The <schema> argument should be either the name of a JSON file or a text schema. This schema should be omitted if the table already has one.
In the case that the schema is provided in text form, it should be a comma-separated list of entries of the form name[:type], where type will default
to string if not specified.
In the case that <schema> is a filename, it should contain a single array object, each entry of which should be an object with properties 'name',
'type', and (optionally) 'mode'. See the online documentation for more detail:
https://code.google.com/apis/bigquery/docs/uploading.html#createtable
Note: the case of a single-entry schema with no type specified is
ambiguous; one can use name:string to force interpretation as a
text schema.
Examples:
bq load ds.new_tbl ./info.csv ./info_schema.json
bq load ds.new_tbl gs://mybucket/info.csv ./info_schema.json
bq load ds.small gs://mybucket/small.csv name:integer,value:string
bq load ds.small gs://mybucket/small.csv field1,field2,field3
Arguments:
destination_table: Destination table name.
source: Name of local file to import, or a comma-separated list of
URI paths to data to import.
schema: Either a text schema or JSON file, as above.
Flags for load:
/usr/local/bin/bq:
--[no]allow_quoted_newlines: Whether to allow quoted newlines in CSV import data.
-E,--encoding: <UTF-8|ISO-8859-1>: The character encoding used by the input file.
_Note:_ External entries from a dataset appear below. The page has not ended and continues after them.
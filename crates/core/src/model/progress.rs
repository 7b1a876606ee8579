use serde::{Deserialize, Serialize};
use std::fmt;
use thiserror::Error;

#[derive(Debug, Error, Clone, PartialEq)]
#[non_exhaustive]
pub enum ProgressError {
    #[error("progress must be within 0..=100 (got {0})")]
    OutOfRange(f64),
}

/// Course completion percentage exactly as reported by the backend.
///
/// Never computed locally; the tracker only mirrors the last value it received.
#[derive(Debug, Clone, Copy, PartialEq, PartialOrd, Default, Serialize, Deserialize)]
#[serde(try_from = "f64", into = "f64")]
pub struct Progress(f64);

impl Progress {
    pub const ZERO: Self = Self(0.0);

    /// # Errors
    ///
    /// Returns `ProgressError::OutOfRange` for values outside 0..=100 or non-finite values.
    pub fn new(percent: f64) -> Result<Self, ProgressError> {
        if !percent.is_finite() || !(0.0..=100.0).contains(&percent) {
            return Err(ProgressError::OutOfRange(percent));
        }
        Ok(Self(percent))
    }

    #[must_use]
    pub fn percent(self) -> f64 {
        self.0
    }

    #[must_use]
    pub fn is_complete(self) -> bool {
        self.0 >= 100.0
    }
}

impl TryFrom<f64> for Progress {
    type Error = ProgressError;

    fn try_from(value: f64) -> Result<Self, Self::Error> {
        Self::new(value)
    }
}

impl From<Progress> for f64 {
    fn from(progress: Progress) -> Self {
        progress.0
    }
}

impl fmt::Display for Progress {
    fn fmt(&self, f: &mut fmt::Formatter<'_>) -> fmt::Result {
        write!(f, "{}%", self.0)
    }
}
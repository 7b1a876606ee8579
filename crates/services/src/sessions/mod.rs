mod auto_advance;
mod progress;
mod service;
mod view;
mod workflow;

// Public API of the learning session subsystem.
pub use crate::error::{NavigationError, SyncError};
pub use auto_advance::AutoAdvanceTicket;
pub use progress::SessionOverview;
pub use service::LearningSession;
pub use view::{LectureListItem, PlaybackState, SessionSnapshot};
pub use workflow::{CompletionOutcome, LearningSessionService};
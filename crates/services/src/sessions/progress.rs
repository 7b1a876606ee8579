use learning_core::model::Progress;

/// Aggregated view of course progress, useful for UI.
///
/// `progress` is the backend's figure; nothing here recomputes it.
#[derive(Debug, Clone, PartialEq)]
pub struct SessionOverview {
    pub progress: Progress,
    pub completed: usize,
    pub total: usize,
    /// 1-based position of the current lecture.
    pub position: Option<usize>,
    pub has_next: bool,
    pub has_previous: bool,
    pub current_completed: bool,
    /// Course duration scaled by progress, rounded to whole hours.
    pub hours_watched: f64,
}
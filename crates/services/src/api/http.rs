use async_trait::async_trait;
use learning_core::model::{Course, CourseId, Enrollment, EnrollmentId, Lecture, LectureId};
use reqwest::{Client, RequestBuilder, Response};
use serde::de::DeserializeOwned;

use super::wire::{
    CourseDetailsResponse, EnrollmentResponse, ErrorBody, LectureRequest, LecturesResponse,
    MutationResponse, MyEnrollmentsResponse,
};
use super::{CourseApi, EnrolledCourse, EnrollmentUpdate};
use crate::config::ApiConfig;
use crate::error::ApiError;

/// `CourseApi` over the backend's JSON/HTTP interface.
#[derive(Clone, Debug)]
pub struct HttpCourseApi {
    client: Client,
    config: ApiConfig,
}

impl HttpCourseApi {
    /// # Errors
    ///
    /// Returns `ApiError::Http` if the HTTP client cannot be built.
    pub fn new(config: ApiConfig) -> Result<Self, ApiError> {
        let client = Client::builder().timeout(config.timeout).build()?;
        Ok(Self { client, config })
    }

    #[must_use]
    pub fn from_env() -> Option<Self> {
        Self::new(ApiConfig::from_env()).ok()
    }

    #[must_use]
    pub fn config(&self) -> &ApiConfig {
        &self.config
    }

    fn authorize(&self, request: RequestBuilder) -> RequestBuilder {
        match &self.config.token {
            Some(token) => request.bearer_auth(token),
            None => request,
        }
    }

    async fn get_json<T: DeserializeOwned>(&self, segments: &[&str]) -> Result<T, ApiError> {
        let url = self.config.endpoint(segments)?;
        log::debug!("GET {url}");
        let response = self.authorize(self.client.get(url)).send().await?;
        decode(response).await
    }

    async fn post_lecture(
        &self,
        enrollment_id: &EnrollmentId,
        lecture_id: &LectureId,
        action: &str,
    ) -> Result<EnrollmentUpdate, ApiError> {
        let url = self
            .config
            .endpoint(&["enrollment", enrollment_id.as_str(), action])?;
        log::debug!("POST {url} lecture={lecture_id}");
        let payload = LectureRequest {
            lecture_id: lecture_id.as_str(),
        };
        let response = self
            .authorize(self.client.post(url))
            .json(&payload)
            .send()
            .await?;
        let body: MutationResponse = decode(response).await?;
        body.into_update()
    }
}

async fn decode<T: DeserializeOwned>(response: Response) -> Result<T, ApiError> {
    let status = response.status();
    if !status.is_success() {
        let message = response
            .json::<ErrorBody>()
            .await
            .ok()
            .and_then(|body| body.message);
        return Err(ApiError::HttpStatus { status, message });
    }
    Ok(response.json().await?)
}

#[async_trait]
impl CourseApi for HttpCourseApi {
    async fn course_details(&self, course_id: &CourseId) -> Result<Course, ApiError> {
        let body: CourseDetailsResponse = self
            .get_json(&["courses", "courseDetails", course_id.as_str()])
            .await?;
        body.into_course()
    }

    async fn lectures(&self, course_id: &CourseId) -> Result<Vec<Lecture>, ApiError> {
        let body: LecturesResponse = self
            .get_json(&["courses", course_id.as_str(), "lectures"])
            .await?;
        body.into_lectures()
    }

    async fn enrollment_for_course(&self, course_id: &CourseId) -> Result<Enrollment, ApiError> {
        let body: EnrollmentResponse = self
            .get_json(&["enrollment", "course", course_id.as_str()])
            .await?;
        body.into_enrollment(course_id)
    }

    async fn complete_lecture(
        &self,
        enrollment_id: &EnrollmentId,
        lecture_id: &LectureId,
    ) -> Result<EnrollmentUpdate, ApiError> {
        self.post_lecture(enrollment_id, lecture_id, "complete-lecture")
            .await
    }

    async fn incomplete_lecture(
        &self,
        enrollment_id: &EnrollmentId,
        lecture_id: &LectureId,
    ) -> Result<EnrollmentUpdate, ApiError> {
        self.post_lecture(enrollment_id, lecture_id, "incomplete-lecture")
            .await
    }

    async fn my_enrollments(&self) -> Result<Vec<EnrolledCourse>, ApiError> {
        let body: MyEnrollmentsResponse = self.get_json(&["payments", "enrollments"]).await?;
        body.into_entries()
    }
}
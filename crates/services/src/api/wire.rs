//! JSON shapes of the course backend and their mapping into domain types.

use chrono::{DateTime, Utc};
use learning_core::model::{
    Course, CourseId, Enrollment, EnrollmentId, Lecture, LectureId, LectureResource, Progress,
};
use serde::Deserialize;

use super::{EnrolledCourse, EnrollmentUpdate};
use crate::error::ApiError;

const PAYMENT_COMPLETED: &str = "completed";

fn invalid(err: impl Into<learning_core::Error>) -> ApiError {
    ApiError::InvalidPayload(err.into())
}

fn rejected(message: Option<String>, fallback: &str) -> ApiError {
    ApiError::Rejected {
        message: message.unwrap_or_else(|| fallback.to_owned()),
    }
}

/// A reference that the backend sends either as a bare id or as a populated document.
#[derive(Debug, Deserialize)]
#[serde(untagged)]
pub(super) enum DocRef {
    Id(String),
    Doc {
        #[serde(rename = "_id", default)]
        id: Option<String>,
        #[serde(default)]
        name: Option<String>,
    },
}

impl DocRef {
    fn id(&self) -> Option<&str> {
        match self {
            DocRef::Id(id) => Some(id),
            DocRef::Doc { id, .. } => id.as_deref(),
        }
    }

    fn label(&self) -> Option<&str> {
        match self {
            DocRef::Id(id) => Some(id),
            DocRef::Doc { id, name } => name.as_deref().or(id.as_deref()),
        }
    }
}

#[derive(Debug, Deserialize)]
pub(super) struct ErrorBody {
    #[serde(default)]
    pub message: Option<String>,
}

//
// ─── COURSE ────────────────────────────────────────────────────────────────────
//

#[derive(Debug, Deserialize)]
pub(super) struct CourseDetailsResponse {
    #[serde(default)]
    success: Option<bool>,
    #[serde(default)]
    course: Option<CourseDto>,
    #[serde(default)]
    message: Option<String>,
}

impl CourseDetailsResponse {
    pub(super) fn into_course(self) -> Result<Course, ApiError> {
        match (self.success, self.course) {
            (Some(false), _) | (_, None) => Err(rejected(self.message, "course not found")),
            (_, Some(course)) => course.into_course(),
        }
    }
}

#[derive(Debug, Deserialize)]
pub(super) struct CourseDto {
    #[serde(rename = "_id")]
    id: String,
    title: String,
    #[serde(default)]
    category: Option<DocRef>,
    #[serde(default)]
    duration: Option<f64>,
    #[serde(default)]
    thumbnail: Option<String>,
}

impl CourseDto {
    fn into_course(self) -> Result<Course, ApiError> {
        let id = CourseId::new(self.id).map_err(invalid)?;
        let category = self.category.as_ref().and_then(DocRef::label).map(str::to_owned);
        Course::new(
            id,
            self.title,
            category,
            self.duration.unwrap_or(0.0),
            self.thumbnail,
        )
        .map_err(invalid)
    }
}

//
// ─── LECTURES ──────────────────────────────────────────────────────────────────
//

#[derive(Debug, Deserialize)]
pub(super) struct LecturesResponse {
    #[serde(default)]
    lectures: Vec<LectureDto>,
}

impl LecturesResponse {
    pub(super) fn into_lectures(self) -> Result<Vec<Lecture>, ApiError> {
        self.lectures
            .into_iter()
            .enumerate()
            .map(|(index, dto)| dto.into_lecture(index + 1))
            .collect()
    }
}

#[derive(Debug, Deserialize)]
struct LectureDto {
    #[serde(rename = "_id")]
    id: String,
    #[serde(default)]
    title: String,
    #[serde(rename = "videoUrl", default)]
    video_url: Option<String>,
    #[serde(default)]
    resources: Vec<ResourceDto>,
}

#[derive(Debug, Deserialize)]
struct ResourceDto {
    #[serde(default)]
    title: String,
    #[serde(rename = "fileUrl", default)]
    file_url: String,
}

impl LectureDto {
    /// Broken attachments are dropped and a blank title falls back to the lecture's
    /// position, so one bad field never hides the rest of the course.
    fn into_lecture(self, position: usize) -> Result<Lecture, ApiError> {
        let id = LectureId::new(self.id).map_err(invalid)?;
        let resources = self
            .resources
            .into_iter()
            .filter_map(|r| {
                LectureResource::new(r.title, r.file_url)
                    .inspect_err(|err| log::debug!("dropping resource of lecture {id}: {err}"))
                    .ok()
            })
            .collect();
        let title = if self.title.trim().is_empty() {
            log::debug!("lecture {id} has no title");
            format!("Lecture {position}")
        } else {
            self.title
        };
        Lecture::new(id, title, self.video_url, resources).map_err(invalid)
    }
}

//
// ─── ENROLLMENT ────────────────────────────────────────────────────────────────
//

#[derive(Debug, Deserialize)]
pub(super) struct EnrollmentResponse {
    #[serde(default)]
    success: Option<bool>,
    #[serde(default)]
    enrollment: Option<EnrollmentDto>,
}

impl EnrollmentResponse {
    pub(super) fn into_enrollment(self, course_id: &CourseId) -> Result<Enrollment, ApiError> {
        match (self.success, self.enrollment) {
            (Some(false), _) | (_, None) => Err(ApiError::NotEnrolled),
            (_, Some(dto)) => {
                if !dto.payment_completed() {
                    return Err(ApiError::NotEnrolled);
                }
                dto.into_enrollment(course_id)
            }
        }
    }
}

#[derive(Debug, Deserialize)]
struct EnrollmentDto {
    #[serde(rename = "_id")]
    id: String,
    #[serde(default)]
    course: Option<DocRef>,
    #[serde(default)]
    user: Option<DocRef>,
    #[serde(rename = "completedLectures", default)]
    completed_lectures: Vec<DocRef>,
    #[serde(default)]
    progress: Option<f64>,
    #[serde(rename = "lastActivity", default)]
    last_activity: Option<DateTime<Utc>>,
    #[serde(rename = "paymentStatus", default)]
    payment_status: Option<String>,
}

impl EnrollmentDto {
    /// Enrollments without a payment status predate payments and count as paid.
    fn payment_completed(&self) -> bool {
        self.payment_status
            .as_deref()
            .is_none_or(|status| status.eq_ignore_ascii_case(PAYMENT_COMPLETED))
    }

    fn completed_ids(&self) -> Result<Vec<LectureId>, ApiError> {
        self.completed_lectures
            .iter()
            .filter_map(DocRef::id)
            .map(|id| LectureId::new(id).map_err(invalid))
            .collect()
    }

    fn into_enrollment(self, fallback_course: &CourseId) -> Result<Enrollment, ApiError> {
        let id = EnrollmentId::new(self.id.clone()).map_err(invalid)?;
        let course_id = match self.course.as_ref().and_then(DocRef::id) {
            Some(raw) => CourseId::new(raw).map_err(invalid)?,
            None => fallback_course.clone(),
        };
        let completed = self.completed_ids()?;
        let progress = Progress::new(self.progress.unwrap_or(0.0)).map_err(invalid)?;
        let viewer = self.user.as_ref().and_then(DocRef::id).map(str::to_owned);

        Ok(Enrollment::new(
            id,
            course_id,
            viewer,
            completed,
            progress,
            self.last_activity,
        ))
    }
}

//
// ─── COMPLETION MUTATIONS ──────────────────────────────────────────────────────
//

#[derive(Debug, serde::Serialize)]
pub(super) struct LectureRequest<'a> {
    #[serde(rename = "lectureId")]
    pub lecture_id: &'a str,
}

#[derive(Debug, Deserialize)]
pub(super) struct MutationResponse {
    #[serde(default)]
    success: Option<bool>,
    #[serde(default)]
    enrollment: Option<EnrollmentDto>,
    #[serde(default)]
    progress: Option<f64>,
    #[serde(default)]
    message: Option<String>,
}

impl MutationResponse {
    pub(super) fn into_update(self) -> Result<EnrollmentUpdate, ApiError> {
        if self.success == Some(false) {
            return Err(rejected(self.message, "lecture update rejected"));
        }
        let enrollment = self.enrollment.ok_or(ApiError::MissingField("enrollment"))?;
        let raw_progress = self
            .progress
            .or(enrollment.progress)
            .ok_or(ApiError::MissingField("progress"))?;
        let progress = Progress::new(raw_progress).map_err(invalid)?;

        Ok(EnrollmentUpdate {
            completed: enrollment.completed_ids()?,
            progress,
            last_activity: enrollment.last_activity,
            message: self.message,
        })
    }
}

//
// ─── MY COURSES ────────────────────────────────────────────────────────────────
//

#[derive(Debug, Deserialize)]
pub(super) struct MyEnrollmentsResponse {
    #[serde(default)]
    success: Option<bool>,
    #[serde(default)]
    enrollments: Vec<CatalogEntryDto>,
    #[serde(default)]
    message: Option<String>,
}

#[derive(Debug, Deserialize)]
struct CatalogEntryDto {
    #[serde(rename = "_id")]
    id: String,
    #[serde(default)]
    course: Option<CourseDto>,
    #[serde(default)]
    progress: Option<f64>,
    #[serde(rename = "paymentStatus", default)]
    payment_status: Option<String>,
    #[serde(rename = "enrolledAt", default)]
    enrolled_at: Option<DateTime<Utc>>,
}

impl MyEnrollmentsResponse {
    pub(super) fn into_entries(self) -> Result<Vec<EnrolledCourse>, ApiError> {
        if self.success == Some(false) {
            return Err(rejected(self.message, "could not list enrollments"));
        }
        let entries: Vec<EnrolledCourse> = self
            .enrollments
            .into_iter()
            .filter_map(|dto| {
                let id = dto.id.clone();
                dto.into_entry()
                    .inspect_err(|err| log::debug!("skipping enrollment {id}: {err}"))
                    .ok()
                    .flatten()
            })
            .collect();
        Ok(entries)
    }
}

impl CatalogEntryDto {
    /// `Ok(None)` for enrollments whose course was deleted.
    fn into_entry(self) -> Result<Option<EnrolledCourse>, ApiError> {
        let Some(course) = self.course else {
            log::debug!("skipping enrollment {} without a course", self.id);
            return Ok(None);
        };
        Ok(Some(EnrolledCourse {
            enrollment_id: EnrollmentId::new(self.id).map_err(invalid)?,
            course: course.into_course()?,
            progress: Progress::new(self.progress.unwrap_or(0.0)).map_err(invalid)?,
            payment_completed: self
                .payment_status
                .as_deref()
                .is_none_or(|s| s.eq_ignore_ascii_case(PAYMENT_COMPLETED)),
            enrolled_at: self.enrolled_at,
        }))
    }
}
#![forbid(unsafe_code)]

pub mod repository;
pub mod sqlite;

pub use repository::{
    InMemoryRepository, KeyValueStore, LastWatchedSlot, Storage, StorageError, last_watched_key,
};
Options include:
ISO-8859-1 (also known as Latin-1)
UTF-8
-F,--field_delimiter: The character that indicates the boundary between columns in the input file. "\t" and "tab" are accepted names for tab.
--max_bad_records: Maximum number of bad records allowed before the entire job fails.
(default: '0')
(an integer)
--[no]replace: If true erase existing contents before loading new data.
(default: 'false')
--schema: Either a filename or a comma-separated list of fields in the form name[:type].
--skip_leading_rows: The number of rows at the beginning of the source file to skip.
(an integer)
gflags:
--flagfile: Insert flag definitions from the given file into the command line.
(default: '')
--undefok: comma-separated list of flag names that it is okay to specify on the command line even if the program does not define a flag with that name.
IMPORTANT: flags in this list that have arguments MUST use the --flag=value format.